Application of Strength to High Intensity Interval Training

There are a number of methods for increasing endurance and accelerating fat loss with those involving strength training and high intensity interval training being more efficient than others. Over the years, the most commonly used routines have been based on aerobic conditioning which utilizes fairly low intensity workouts that require a relatively long time to complete. This type of program often involves open running, use of treadmill and elliptical machines, and use of stationary bikes. This aerobic conditioning has been known to increase fat loss through the oxidation of fatty acids, but is not known to increase lean body mass. The use of primarily highly oxidative slow twitch muscle fibers (type Ia) in this type of exercise prevents an increase in muscle mass which limits the efficiency of energy utilization.

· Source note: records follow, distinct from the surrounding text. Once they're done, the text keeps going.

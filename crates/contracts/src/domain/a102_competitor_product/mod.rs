pub mod aggregate;
pub mod request;

pub use aggregate::{CompetitorProduct, CompetitorProductId};
pub use request::{ScanRequest, ScanTriggered};
//! List view state: sorting and row selection.
//!
//! Both stores are plain data kept inside a signal by the owning list
//! component and always re-derived against the latest fetched rows, so
//! stale ids from a previous load never leak into an action.

use std::cmp::Ordering;
use std::collections::HashSet;
use std::hash::Hash;

#[derive(Debug, Clone, Copy, PartialEq, Eq)]
pub enum SortDirection {
    Ascending,
    Descending,
}

impl SortDirection {
    pub fn flip(self) -> Self {
        match self {
            SortDirection::Ascending => SortDirection::Descending,
            SortDirection::Descending => SortDirection::Ascending,
        }
    }

    /// Apply the direction to a comparator result.
    pub fn apply(self, ordering: Ordering) -> Ordering {
        match self {
            SortDirection::Ascending => ordering,
            SortDirection::Descending => ordering.reverse(),
        }
    }

    fn as_str(self) -> &'static str {
        match self {
            SortDirection::Ascending => "asc",
            SortDirection::Descending => "desc",
        }
    }

    fn parse(s: &str) -> Option<Self> {
        match s {
            "asc" => Some(SortDirection::Ascending),
            "desc" => Some(SortDirection::Descending),
            _ => None,
        }
    }
}

/// Column identifier of a sortable table.
pub trait SortColumn: Copy + PartialEq {
    fn as_str(&self) -> &'static str;
    fn parse(s: &str) -> Option<Self>;
}

#[derive(Debug, Clone, Copy, PartialEq)]
pub struct SortState<C: SortColumn> {
    pub column: C,
    pub direction: SortDirection,
}

impl<C: SortColumn> SortState<C> {
    pub fn new(column: C) -> Self {
        Self {
            column,
            direction: SortDirection::Ascending,
        }
    }

    /// Header-click semantics: same column flips the direction, a new
    /// column starts ascending.
    pub fn toggle(&mut self, column: C) {
        if self.column == column {
            self.direction = self.direction.flip();
        } else {
            self.column = column;
            self.direction = SortDirection::Ascending;
        }
    }

    pub fn indicator(&self, column: C) -> &'static str {
        if self.column == column {
            match self.direction {
                SortDirection::Ascending => " ▲",
                SortDirection::Descending => " ▼",
            }
        } else {
            " ⇅"
        }
    }

    /// Compact string form used for localStorage persistence.
    pub fn encode(&self) -> String {
        format!("{}:{}", self.column.as_str(), self.direction.as_str())
    }

    pub fn decode(encoded: &str) -> Option<Self> {
        let (column, direction) = encoded.split_once(':')?;
        Some(Self {
            column: C::parse(column)?,
            direction: SortDirection::parse(direction)?,
        })
    }
}

/// Derived state of a "select all" header checkbox.
#[derive(Debug, Clone, Copy, PartialEq, Eq)]
pub enum SelectAllState {
    None,
    Partial,
    All,
}

/// Checked rows of a bulk-actionable table, by id.
#[derive(Debug, Clone, Default, PartialEq, Eq)]
pub struct SelectionState<I: Copy + Eq + Hash> {
    selected: HashSet<I>,
}

impl<I: Copy + Eq + Hash> SelectionState<I> {
    pub fn new() -> Self {
        Self {
            selected: HashSet::new(),
        }
    }

    pub fn contains(&self, id: I) -> bool {
        self.selected.contains(&id)
    }

    pub fn len(&self) -> usize {
        self.selected.len()
    }

    pub fn is_empty(&self) -> bool {
        self.selected.is_empty()
    }

    pub fn toggle(&mut self, id: I) {
        if !self.selected.remove(&id) {
            self.selected.insert(id);
        }
    }

    /// "Select all" semantics: always clear first, then (if checked) take
    /// exactly the currently visible ids.
    pub fn set_all<T: IntoIterator<Item = I>>(&mut self, visible: T, checked: bool) {
        self.selected.clear();
        if checked {
            self.selected.extend(visible);
        }
    }

    pub fn clear(&mut self) {
        self.selected.clear();
    }

    /// Ids to act on, restricted to the rows that are actually visible.
    pub fn visible_selected(&self, visible: &[I]) -> Vec<I> {
        visible
            .iter()
            .copied()
            .filter(|id| self.selected.contains(id))
            .collect()
    }

    pub fn select_all_state(&self, visible: &[I]) -> SelectAllState {
        if visible.is_empty() {
            return SelectAllState::None;
        }
        let count = visible
            .iter()
            .filter(|id| self.selected.contains(id))
            .count();
        if count == 0 {
            SelectAllState::None
        } else if count == visible.len() {
            SelectAllState::All
        } else {
            SelectAllState::Partial
        }
    }
}

#[cfg(test)]
mod tests {
    use super::*;

    #[derive(Debug, Clone, Copy, PartialEq)]
    enum Col {
        Title,
        Price,
    }

    impl SortColumn for Col {
        fn as_str(&self) -> &'static str {
            match self {
                Col::Title => "title",
                Col::Price => "price",
            }
        }

        fn parse(s: &str) -> Option<Self> {
            match s {
                "title" => Some(Col::Title),
                "price" => Some(Col::Price),
                _ => None,
            }
        }
    }

    #[test]
    fn same_header_twice_flips_direction() {
        let mut sort = SortState::new(Col::Title);
        assert_eq!(sort.direction, SortDirection::Ascending);
        sort.toggle(Col::Title);
        assert_eq!(sort.direction, SortDirection::Descending);
        sort.toggle(Col::Title);
        assert_eq!(sort.direction, SortDirection::Ascending);
    }

    #[test]
    fn different_header_resets_to_ascending() {
        let mut sort = SortState::new(Col::Title);
        sort.toggle(Col::Title); // now descending
        sort.toggle(Col::Price);
        assert_eq!(sort.column, Col::Price);
        assert_eq!(sort.direction, SortDirection::Ascending);
    }

    #[test]
    fn storage_encoding_round_trips() {
        let mut sort = SortState::new(Col::Price);
        sort.toggle(Col::Price);
        let encoded = sort.encode();
        assert_eq!(encoded, "price:desc");
        assert_eq!(SortState::<Col>::decode(&encoded), Some(sort));

        assert_eq!(SortState::<Col>::decode("bogus"), None);
        assert_eq!(SortState::<Col>::decode("price:sideways"), None);
        assert_eq!(SortState::<Col>::decode("weight:asc"), None);
    }

    #[test]
    fn direction_applies_to_comparator() {
        let ord = 1.cmp(&2);
        assert_eq!(SortDirection::Ascending.apply(ord), Ordering::Less);
        assert_eq!(SortDirection::Descending.apply(ord), Ordering::Greater);
    }

    #[test]
    fn toggle_adds_and_removes() {
        let mut selection = SelectionState::new();
        selection.toggle(1u32);
        selection.toggle(2u32);
        assert_eq!(selection.len(), 2);
        selection.toggle(1u32);
        assert!(!selection.contains(1));
        assert!(selection.contains(2));
    }

    #[test]
    fn set_all_takes_exactly_the_visible_ids() {
        let mut selection = SelectionState::new();
        selection.toggle(99u32); // from a previous filter
        selection.set_all([1, 2, 3], true);
        assert_eq!(selection.len(), 3);
        assert!(!selection.contains(99));

        selection.set_all([1, 2, 3], false);
        assert!(selection.is_empty());
    }

    #[test]
    fn select_all_state_tristate() {
        let visible = vec![1u32, 2, 3];
        let mut selection = SelectionState::new();
        assert_eq!(selection.select_all_state(&visible), SelectAllState::None);

        selection.toggle(2);
        assert_eq!(selection.select_all_state(&visible), SelectAllState::Partial);

        selection.toggle(1);
        selection.toggle(3);
        assert_eq!(selection.select_all_state(&visible), SelectAllState::All);

        // an empty table can never show "all selected"
        assert_eq!(selection.select_all_state(&[]), SelectAllState::None);
    }

    #[test]
    fn visible_selected_ignores_hidden_ids() {
        let mut selection = SelectionState::new();
        selection.toggle(1u32);
        selection.toggle(5u32);
        assert_eq!(selection.visible_selected(&[1, 2, 3]), vec![1]);
    }
}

Seeing that muscle tissue is very dynamic with regards to energy use, an increase in muscle mass provides a physiological environment for burning Calories when activated. Therefore, it would make perfect sense to incorporate strength training with an efficient mode of aerobic training. A logical approach would be to use high intensity interval training (HIIT) as a method for synchronizing techniques that use fast twitch muscle fibers (type IIx and IIa) which release fatty acids into the blood stream with the slower twitch muscle fibers that oxidize these released fatty acids.

HIIT programs are based on using high intensity exercise for a short period of time followed by active rest for a specific length of time. This cycle is then performed for a designated number of repetitions. The routines can be designed around exercises of choice which apply the desired intensity for strength training along with the method needed for delivering the active rest. Below, I have listed some examples of HIIT training.

Example 1:

a) Dynamic warm up

b) Pedal at a high level setting on a stationary bike as fast as possible for 20 seconds

c) Active rest – pedal slowly at a lower level setting for 60 seconds

d) Repeat this cycle 8 times

e) Active cool down and static stretching

Example 2:

a) Dynamic warm up

b) Perform kettlebell swings with a fairly difficult weight for 30 seconds

c) Active rest – Walk or jog for 60 seconds

d) Repeat this cycle 8 times

e) Active cool down and static stretches To increase difficulty, rest periods can be shortened. Once mastered at shorter rest periods, the intensity can be increased.

These are relatively simple sample routines but are highly effective. If an athlete wishes to focus on more muscle groups, other strength exercises can be incorporated into the routine. A trainer, coach, or athlete can be very creative with combining exercises for a highly efficient strength and conditioning routine specializing in generating lean muscle mass.